### [DATASET]

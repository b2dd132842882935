//! Core types shared by the inertial and optical tracking crates.
//!
//! This crate is intentionally small and purely geometric. It does *not*
//! know about sensors, blobs or solvers; it only provides the camera model,
//! the pose value handed between pipeline stages, the lock-light triple
//! buffer used for every "write latest, read latest" handoff, and the logger.

mod camera;
mod logger;
mod pose;
mod triple_buffer;

pub use camera::CameraIntrinsics;
pub use pose::Pose;
pub use triple_buffer::TripleBuffer;

#[cfg(feature = "tracing")]
pub use logger::init_tracing;

pub use logger::init_with_level;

### [WHAT YOU ARE ASKED TO DO]
Transcribe every entry word for word.

### [WRITTEN ANSWER]
repository b2dd132842882935
//! Core types shared by the inertial and optical tracking crates.
//!
//! This crate is intentionally small and purely geometric. It does *not*
//! know about sensors, blobs or solvers; it only provides the camera model,
//! the pose value handed between pipeline stages, the lock-light triple
//! buffer used for every "write latest, read latest" handoff, and the logger.

mod camera;
mod logger;
mod pose;
mod triple_buffer;

pub use camera::CameraIntrinsics;
pub use pose::Pose;
pub use triple_buffer::TripleBuffer;

#[cfg(feature = "tracing")]
pub use logger::init_tracing;

pub use logger::init_with_level;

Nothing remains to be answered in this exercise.